(Stored items from a collection)
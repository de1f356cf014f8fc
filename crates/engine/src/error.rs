// SPDX-License-Identifier: BUSL-1.1
// Copyright (c) 2026 Alfred Jean LLC

//! Pipeline failure taxonomy.
//!
//! Anything that escapes a pipeline becomes the job's `error` string, so
//! every variant's Display is written for the operator reading
//! `/jobs/{id}`.

use std::path::PathBuf;
use thiserror::Error;

#[derive(Debug, Error)]
pub enum PipelineError {
    #[error(transparent)]
    Tool(#[from] ob_proc::ProcError),

    #[error(transparent)]
    Restic(#[from] ob_adapters::ResticError),

    #[error(transparent)]
    Apps(#[from] ob_core::AppsError),

    #[error(transparent)]
    Manifest(#[from] ob_core::ManifestError),

    #[error("run not found: {0}")]
    RunNotFound(String),

    #[error("no runs with manifests to upload")]
    NoRuns,

    #[error("unknown remote: {0}")]
    UnknownRemote(String),

    #[error("typed confirmation mismatch: expected \"RESTORE <run_id>\" exactly")]
    ConfirmationMismatch,

    #[error("same-server database restore refused; set allow_same_server to override")]
    SameServerRefused,

    #[error("refusing restore: database {db} is not empty ({tables} tables)")]
    TargetNotEmpty { db: String, tables: u64 },

    #[error("restore source not materialized at {0}")]
    SourceMissing(PathBuf),

    #[error("i/o error at {path}: {source}")]
    Io {
        path: PathBuf,
        #[source]
        source: std::io::Error,
    },

    #[error("failed to encode result: {0}")]
    Encode(#[from] serde_json::Error),
}

impl PipelineError {
    pub(crate) fn io(path: impl Into<PathBuf>) -> impl FnOnce(std::io::Error) -> Self {
        let path = path.into();
        move |source| Self::Io { path, source }
    }
}
// SPDX-License-Identifier: BUSL-1.1
// Copyright (c) 2026 Alfred Jean LLC

//! Typed request payloads, one variant per action.

use crate::job::Action;
use crate::scope::{Scope, ScopeSet};
use serde::{Deserialize, Serialize};

#[derive(Debug, Clone, Default, PartialEq, Serialize, Deserialize)]
pub struct BackupReq {
    #[serde(default)]
    pub apps: Option<Vec<String>>,
    #[serde(default)]
    pub scopes: Option<Vec<Scope>>,
}

impl BackupReq {
    /// Requested scopes; an absent or empty list means everything.
    pub fn scope_set(&self) -> ScopeSet {
        match &self.scopes {
            Some(scopes) if !scopes.is_empty() => scopes.iter().copied().collect(),
            _ => ScopeSet::full(),
        }
    }
}

#[derive(Debug, Clone, Default, PartialEq, Serialize, Deserialize)]
pub struct ValidateReq {
    #[serde(default)]
    pub run_id: Option<String>,
}

/// Restore modes. Destructive modes overwrite live state and sit behind
/// the typed-confirmation gate.
#[derive(Debug, Clone, Copy, PartialEq, Eq, Serialize, Deserialize)]
#[serde(rename_all = "kebab-case")]
pub enum RestoreMode {
    ValidateOnly,
    RestoreDb,
    RestoreFiles,
    RestoreCaddy,
    Full,
    ExportBundle,
}

impl RestoreMode {
    pub fn as_str(&self) -> &'static str {
        match self {
            RestoreMode::ValidateOnly => "validate-only",
            RestoreMode::RestoreDb => "restore-db",
            RestoreMode::RestoreFiles => "restore-files",
            RestoreMode::RestoreCaddy => "restore-caddy",
            RestoreMode::Full => "full",
            RestoreMode::ExportBundle => "export-bundle",
        }
    }

    pub fn is_destructive(&self) -> bool {
        matches!(
            self,
            RestoreMode::RestoreDb
                | RestoreMode::RestoreFiles
                | RestoreMode::RestoreCaddy
                | RestoreMode::Full
        )
    }
}

impl std::fmt::Display for RestoreMode {
    fn fmt(&self, f: &mut std::fmt::Formatter<'_>) -> std::fmt::Result {
        f.write_str(self.as_str())
    }
}

#[derive(Debug, Clone, PartialEq, Serialize, Deserialize)]
pub struct RestoreReq {
    pub run_id: String,
    pub mode: RestoreMode,
    #[serde(default)]
    pub apps: Option<Vec<String>>,
    #[serde(default)]
    pub typed_confirmation: Option<String>,
    #[serde(default)]
    pub allow_same_server: bool,
}

impl RestoreReq {
    /// The literal an operator must type to unlock a destructive mode.
    pub fn expected_confirmation(&self) -> String {
        format!("RESTORE {}", self.run_id)
    }

    /// Exact string equality. No trimming, no case folding: `restore x`,
    /// a trailing space, or a doubled space are all rejected.
    pub fn confirmation_ok(&self) -> bool {
        !self.mode.is_destructive()
            || self.typed_confirmation.as_deref() == Some(self.expected_confirmation().as_str())
    }
}

#[derive(Debug, Clone, PartialEq, Serialize, Deserialize)]
pub struct ExportReq {
    pub run_id: String,
}

pub const DEFAULT_REMOTE_PATH: &str = "ops-backups";

fn default_remote_path() -> String {
    DEFAULT_REMOTE_PATH.to_string()
}

#[derive(Debug, Clone, PartialEq, Serialize, Deserialize)]
pub struct UploadReq {
    pub remote: String,
    #[serde(default = "default_remote_path")]
    pub remote_path: String,
    #[serde(default)]
    pub run_id: Option<String>,
}

#[derive(Debug, Clone, PartialEq, Serialize, Deserialize)]
pub struct CloudTestReq {
    pub remote: String,
}

/// A job's input, tagged by action.
#[derive(Debug, Clone, PartialEq, Serialize, Deserialize)]
#[serde(tag = "action", rename_all = "snake_case")]
pub enum Payload {
    Backup(BackupReq),
    Validate(ValidateReq),
    Prune,
    Restore(RestoreReq),
    ExportBundle(ExportReq),
    UploadLatest(UploadReq),
    UploadSnapshot(UploadReq),
    RcloneTest(CloudTestReq),
}

impl Payload {
    pub fn action(&self) -> Action {
        match self {
            Payload::Backup(_) => Action::Backup,
            Payload::Validate(_) => Action::Validate,
            Payload::Prune => Action::Prune,
            Payload::Restore(_) => Action::Restore,
            Payload::ExportBundle(_) => Action::ExportBundle,
            Payload::UploadLatest(_) => Action::UploadLatest,
            Payload::UploadSnapshot(_) => Action::UploadSnapshot,
            Payload::RcloneTest(_) => Action::RcloneTest,
        }
    }

    pub fn to_value(&self) -> serde_json::Value {
        serde_json::to_value(self).unwrap_or(serde_json::Value::Null)
    }
}

#[cfg(test)]
#[path = "request_tests.rs"]
mod tests;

#### TASK TO CARRY OUT:
All of the lines above must be returned exactly as they stand.

#### RESULT FOR THIS TASK:
repository de1f356cf014f8fc
filename crates/engine/src/error.rs
// SPDX-License-Identifier: BUSL-1.1
// Copyright (c) 2026 Alfred Jean LLC

//! Pipeline failure taxonomy.
//!
//! Anything that escapes a pipeline becomes the job's `error` string, so
//! every variant's Display is written for the operator reading
//! `/jobs/{id}`.

use std::path::PathBuf;
use thiserror::Error;

#[derive(Debug, Error)]
pub enum PipelineError {
    #[error(transparent)]
    Tool(#[from] ob_proc::ProcError),

    #[error(transparent)]
    Restic(#[from] ob_adapters::ResticError),

    #[error(transparent)]
    Apps(#[from] ob_core::AppsError),

    #[error(transparent)]
    Manifest(#[from] ob_core::ManifestError),

    #[error("run not found: {0}")]
    RunNotFound(String),

    #[error("no runs with manifests to upload")]
    NoRuns,

    #[error("unknown remote: {0}")]
    UnknownRemote(String),

    #[error("typed confirmation mismatch: expected \"RESTORE <run_id>\" exactly")]
    ConfirmationMismatch,

    #[error("same-server database restore refused; set allow_same_server to override")]
    SameServerRefused,

    #[error("refusing restore: database {db} is not empty ({tables} tables)")]
    TargetNotEmpty { db: String, tables: u64 },

    #[error("restore source not materialized at {0}")]
    SourceMissing(PathBuf),

    #[error("i/o error at {path}: {source}")]
    Io {
        path: PathBuf,
        #[source]
        source: std::io::Error,
    },

    #[error("failed to encode result: {0}")]
    Encode(#[from] serde_json::Error),
}

impl PipelineError {
    pub(crate) fn io(path: impl Into<PathBuf>) -> impl FnOnce(std::io::Error) -> Self {
        let path = path.into();
        move |source| Self::Io { path, source }
    }
}
// SPDX-License-Identifier: BUSL-1.1
// Copyright (c) 2026 Alfred Jean LLC

//! Typed request payloads, one variant per action.

use crate::job::Action;
use crate::scope::{Scope, ScopeSet};
use serde::{Deserialize, Serialize};

#[derive(Debug, Clone, Default, PartialEq, Serialize, Deserialize)]
pub struct BackupReq {
    #[serde(default)]
    pub apps: Option<Vec<String>>,
    #[serde(default)]
    pub scopes: Option<Vec<Scope>>,
}

impl BackupReq {
    /// Requested scopes; an absent or empty list means everything.
    pub fn scope_set(&self) -> ScopeSet {
        match &self.scopes {
            Some(scopes) if !scopes.is_empty() => scopes.iter().copied().collect(),
            _ => ScopeSet::full(),
        }
    }
}

#[derive(Debug, Clone, Default, PartialEq, Serialize, Deserialize)]
pub struct ValidateReq {
    #[serde(default)]
    pub run_id: Option<String>,
}

/// Restore modes. Destructive modes overwrite live state and sit behind
/// the typed-confirmation gate.
#[derive(Debug, Clone, Copy, PartialEq, Eq, Serialize, Deserialize)]
#[serde(rename_all = "kebab-case")]
pub enum RestoreMode {
    ValidateOnly,
    RestoreDb,
    RestoreFiles,
    RestoreCaddy,
    Full,
    ExportBundle,
}

impl RestoreMode {
    pub fn as_str(&self) -> &'static str {
        match self {
            RestoreMode::ValidateOnly => "validate-only",
            RestoreMode::RestoreDb => "restore-db",
            RestoreMode::RestoreFiles => "restore-files",
            RestoreMode::RestoreCaddy => "restore-caddy",
            RestoreMode::Full => "full",
            RestoreMode::ExportBundle => "export-bundle",
        }
    }

    pub fn is_destructive(&self) -> bool {
        matches!(
            self,
            RestoreMode::RestoreDb
                | RestoreMode::RestoreFiles
                | RestoreMode::RestoreCaddy
                | RestoreMode::Full
        )
    }
}

impl std::fmt::Display for RestoreMode {
    fn fmt(&self, f: &mut std::fmt::Formatter<'_>) -> std::fmt::Result {
        f.write_str(self.as_str())
    }
}

#[derive(Debug, Clone, PartialEq, Serialize, Deserialize)]
pub struct RestoreReq {
    pub run_id: String,
    pub mode: RestoreMode,
    #[serde(default)]
    pub apps: Option<Vec<String>>,
    #[serde(default)]
    pub typed_confirmation: Option<String>,
    #[serde(default)]
    pub allow_same_server: bool,
}

impl RestoreReq {
    /// The literal an operator must type to unlock a destructive mode.
    pub fn expected_confirmation(&self) -> String {
        format!("RESTORE {}", self.run_id)
    }

    /// Exact string equality. No trimming, no case folding: `restore x`,
    /// a trailing space, or a doubled space are all rejected.
    pub fn confirmation_ok(&self) -> bool {
        !self.mode.is_destructive()
            || self.typed_confirmation.as_deref() == Some(self.expected_confirmation().as_str())
    }
}

#[derive(Debug, Clone, PartialEq, Serialize, Deserialize)]
pub struct ExportReq {
    pub run_id: String,
}

pub const DEFAULT_REMOTE_PATH: &str = "ops-backups";

fn default_remote_path() -> String {
    DEFAULT_REMOTE_PATH.to_string()
}

#[derive(Debug, Clone, PartialEq, Serialize, Deserialize)]
pub struct UploadReq {
    pub remote: String,
    #[serde(default = "default_remote_path")]
    pub remote_path: String,
    #[serde(default)]
    pub run_id: Option<String>,
}

#[derive(Debug, Clone, PartialEq, Serialize, Deserialize)]
pub struct CloudTestReq {
    pub remote: String,
}

/// A job's input, tagged by action.
#[derive(Debug, Clone, PartialEq, Serialize, Deserialize)]
#[serde(tag = "action", rename_all = "snake_case")]
pub enum Payload {
    Backup(BackupReq),
    Validate(ValidateReq),
    Prune,
    Restore(RestoreReq),
    ExportBundle(ExportReq),
    UploadLatest(UploadReq),
    UploadSnapshot(UploadReq),
    RcloneTest(CloudTestReq),
}

impl Payload {
    pub fn action(&self) -> Action {
        match self {
            Payload::Backup(_) => Action::Backup,
            Payload::Validate(_) => Action::Validate,
            Payload::Prune => Action::Prune,
            Payload::Restore(_) => Action::Restore,
            Payload::ExportBundle(_) => Action::ExportBundle,
            Payload::UploadLatest(_) => Action::UploadLatest,
            Payload::UploadSnapshot(_) => Action::UploadSnapshot,
            Payload::RcloneTest(_) => Action::RcloneTest,
        }
    }

    pub fn to_value(&self) -> serde_json::Value {
        serde_json::to_value(self).unwrap_or(serde_json::Value::Null)
    }
}

#[cfg(test)]
#[path = "request_tests.rs"]
mod tests;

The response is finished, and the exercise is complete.